Newborn Screening Research Activities

What kinds of activities may be conducted with residual newborn screening dried blood samples (DBS) or information collected as part of newborn screening?

Many different types of activities may be conducted with dried blood spots (DBS) or information collected as a part of routine newborn screening.  The information collected as part of routine newborn screening will vary from state to state but can include the baby’s name, address, and other demographic information.  In addition to screening newborns for heritable disease, activities that may be conducted with DBS and information collected as part of routine newborn screening may include:

  • the operation of quality assurance programs,
  • public health surveillance,
  • the general practice of medicine (for example, collecting patient clinical history information),
  • basic science research
  • research designed to improve existing newborn screening technology (for example, to decrease the number of infants who have false positive test results),
  • research to develop  new technologies to conduct newborn screening,
  • research to inform decisions regarding the addition of new conditions to the core newborn screening panel,
  • the development of new or improved treatments for disorders identified through newborn screening,
  • improved methods for long-term follow-up of children with these conditions, and

DBS also could be used for purposes unrelated to newborn screening, such as for forensic purposes or other types of biomedical research not related to newborn screening.   

It is important to note that blood samples or information collected for one purpose also may be used for purposes other than that for which they were collected.  For example, blood samples are collected in order to screen infants as part of state newborn screening programs.  The residual blood samples that remain after newborn screening testing has been completed also may be used by the state newborn screening program to assure that the state laboratory equipment is calibrated properly.  This use of the sample would be considered a quality assurance type of activity rather than a research activity.  The same residual blood sample also could be used by researchers in the development of new technology to conduct newborn screening.  This use of the sample would be considered a research activity.
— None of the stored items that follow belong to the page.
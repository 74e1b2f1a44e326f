// SPDX-FileCopyrightText: 2026 Keyward Contributors
// SPDX-License-Identifier: MIT OR Apache-2.0

//! ACL subjects: the closed set of ways a request can be authorized.

use std::fmt;

use keyward_codesign::{CodeSubject, CodeVerdict};
use keyward_core::{AccessDecision, AccessPrompt, CryptoProvider, KeywardError};
use ring::digest;
use secrecy::{ExposeSecret, SecretString};
use serde::{Deserialize, Serialize};
use subtle::ConstantTimeEq;
use tracing::debug;

use crate::context::ValidationContext;

/// Deepest nesting of threshold subjects accepted in an ACL.
pub const MAX_SUBJECT_DEPTH: usize = 8;

/// Salted SHA-256 digest of a shared secret.
#[derive(Clone, PartialEq, Eq, Serialize, Deserialize)]
pub struct SecretDigest {
    #[serde(with = "hex::serde")]
    salt: [u8; 16],
    #[serde(with = "hex::serde")]
    digest: [u8; 32],
}

impl SecretDigest {
    pub fn new(secret: &SecretString, provider: &dyn CryptoProvider) -> Result<Self, KeywardError> {
        let mut salt = [0u8; 16];
        provider.random_bytes(&mut salt)?;
        Ok(Self::with_salt(secret, salt))
    }

    pub fn with_salt(secret: &SecretString, salt: [u8; 16]) -> Self {
        Self {
            salt,
            digest: salted_digest(&salt, secret),
        }
    }

    pub fn matches(&self, candidate: &SecretString) -> bool {
        salted_digest(&self.salt, candidate).ct_eq(&self.digest).into()
    }
}

impl fmt::Debug for SecretDigest {
    fn fmt(&self, f: &mut fmt::Formatter<'_>) -> fmt::Result {
        f.write_str("SecretDigest([REDACTED])")
    }
}

fn salted_digest(salt: &[u8; 16], secret: &SecretString) -> [u8; 32] {
    let mut ctx = digest::Context::new(&digest::SHA256);
    ctx.update(salt);
    ctx.update(secret.expose_secret().as_bytes());
    let mut out = [0u8; 32];
    out.copy_from_slice(ctx.finish().as_ref());
    out
}

/// Something that can authorize a request.
#[derive(Debug, Clone, PartialEq, Eq, Serialize, Deserialize)]
#[serde(tag = "type", rename_all = "snake_case")]
pub enum Subject {
    /// Always satisfied.
    Any,
    /// Satisfied by a passphrase sample matching the stored digest.
    Secret { secret: SecretDigest },
    /// Satisfied when the requesting process has this code identity.
    CodeIdentity { code: CodeSubject },
    /// Satisfied when at least `required` of `subjects` are.
    Threshold { required: usize, subjects: Vec<Subject> },
    /// Satisfied when the user allows the request.
    Prompted { description: String },
    /// Satisfied when the owning store's ACL grants the same tag.
    PreAuthorized,
}

impl Subject {
    pub fn secret(secret: &SecretString, provider: &dyn CryptoProvider) -> Result<Self, KeywardError> {
        Ok(Self::Secret {
            secret: SecretDigest::new(secret, provider)?,
        })
    }

    pub fn code(code: CodeSubject) -> Self {
        Self::CodeIdentity { code }
    }

    pub fn prompted(description: impl Into<String>) -> Self {
        Self::Prompted {
            description: description.into(),
        }
    }

    /// A checked k-of-n threshold.
    pub fn threshold(required: usize, subjects: Vec<Subject>) -> Result<Self, KeywardError> {
        let subject = Self::Threshold { required, subjects };
        subject.check()?;
        Ok(subject)
    }

    /// Structural validation applied to every subject entering an ACL.
    pub fn check(&self) -> Result<(), KeywardError> {
        self.check_at(0)
    }

    fn check_at(&self, depth: usize) -> Result<(), KeywardError> {
        match self {
            Self::Threshold { required, subjects } => {
                if depth >= MAX_SUBJECT_DEPTH {
                    return Err(KeywardError::InvalidAclSubjectValue(format!(
                        "threshold subjects nested deeper than {MAX_SUBJECT_DEPTH}"
                    )));
                }
                if *required == 0 || *required > subjects.len() {
                    return Err(KeywardError::InvalidAclSubjectValue(format!(
                        "threshold requires {required} of {} subjects",
                        subjects.len()
                    )));
                }
                subjects.iter().try_for_each(|s| s.check_at(depth + 1))
            }
            Self::CodeIdentity {
                code: CodeSubject::Legacy { path, .. },
            } if path.is_empty() => Err(KeywardError::InvalidAclSubjectValue(
                "legacy code subject without a path".to_string(),
            )),
            _ => Ok(()),
        }
    }

    /// Whether this is the canonical "these applications, or ask" shape.
    pub fn is_canonical(&self) -> bool {
        matches!(
            self,
            Self::Threshold { subjects, .. } if matches!(subjects.last(), Some(Self::Prompted { .. }))
        )
    }

    pub(crate) fn validate(&self, ctx: &mut ValidationContext<'_>) -> Result<bool, KeywardError> {
        match self {
            Self::Any => Ok(true),
            Self::Secret { secret } => Ok(ctx.credentials.passphrases().any(|p| secret.matches(p))),
            Self::CodeIdentity { code } => {
                let Some(verifier) = ctx.env.verifier else {
                    return Ok(false);
                };
                match verifier.verify(ctx.process, code, ctx.env.agent)? {
                    CodeVerdict::Accept => Ok(true),
                    CodeVerdict::Adopt(adopted) => {
                        ctx.upgrades.push(Subject::code(adopted));
                        Ok(true)
                    }
                    CodeVerdict::Ambiguous {
                        acl_name,
                        process_name,
                    } => {
                        ctx.ambiguous.get_or_insert((acl_name, process_name));
                        Ok(false)
                    }
                    CodeVerdict::RejectUnsigned | CodeVerdict::RejectOther => Ok(false),
                }
            }
            Self::Threshold { required, subjects } => {
                let start = ctx.upgrades.len();
                let mut satisfied = 0;
                for subject in subjects {
                    if ctx.attempt(|ctx| subject.validate(ctx))? {
                        satisfied += 1;
                        if satisfied >= *required {
                            return Ok(true);
                        }
                    }
                }
                ctx.upgrades.truncate(start);
                Ok(false)
            }
            Self::Prompted { description } => {
                let Some(agent) = ctx.env.agent else {
                    return Ok(false);
                };
                let decision = agent.confirm_access(&AccessPrompt {
                    description,
                    tag: ctx.tag,
                    process: ctx.process.context(),
                })?;
                match decision {
                    AccessDecision::Allow { remember } => {
                        if remember {
                            if let Some(code) = CodeSubject::for_process(ctx.process) {
                                ctx.upgrades.push(Subject::code(code));
                            }
                        }
                        Ok(true)
                    }
                    AccessDecision::Deny => {
                        debug!(tag = %ctx.tag, "access prompt denied");
                        Ok(false)
                    }
                }
            }
            Self::PreAuthorized => match ctx.env.preauthorized {
                Some(acl) => ctx.validate_preauthorized(acl),
                None => Ok(false),
            },
        }
    }
}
Similarly, information collected from patients and their families in the course of the normal operation of newborn screening programs also may be used for different purposes.  For example, clinical information that is part of the medical record also may be used to assess the success of the state’s long-term follow-up component of its newborn screening program.  Information about newborn screening test results also can be used to track the incidence and prevalence of conditions included in the newborn screening panel.

Regardless of whether an activity is ultimately considered research, surveillance, quality assurance, or the practice of medicine, the IRB is the mechanism used to: 1) determine whether an activity is considered human subjects research and therefore subject to federal regulations and 2) provide oversight of the research to protect infants and their families.  Several factors determine what level of IRB oversight is required.  These factors include:

  • the type of information or sample,
  • whether the information or sample is identifiable
  • the proposed use of the information/sample, and
  • the level of risk to the individual of the proposed use of the information/sample.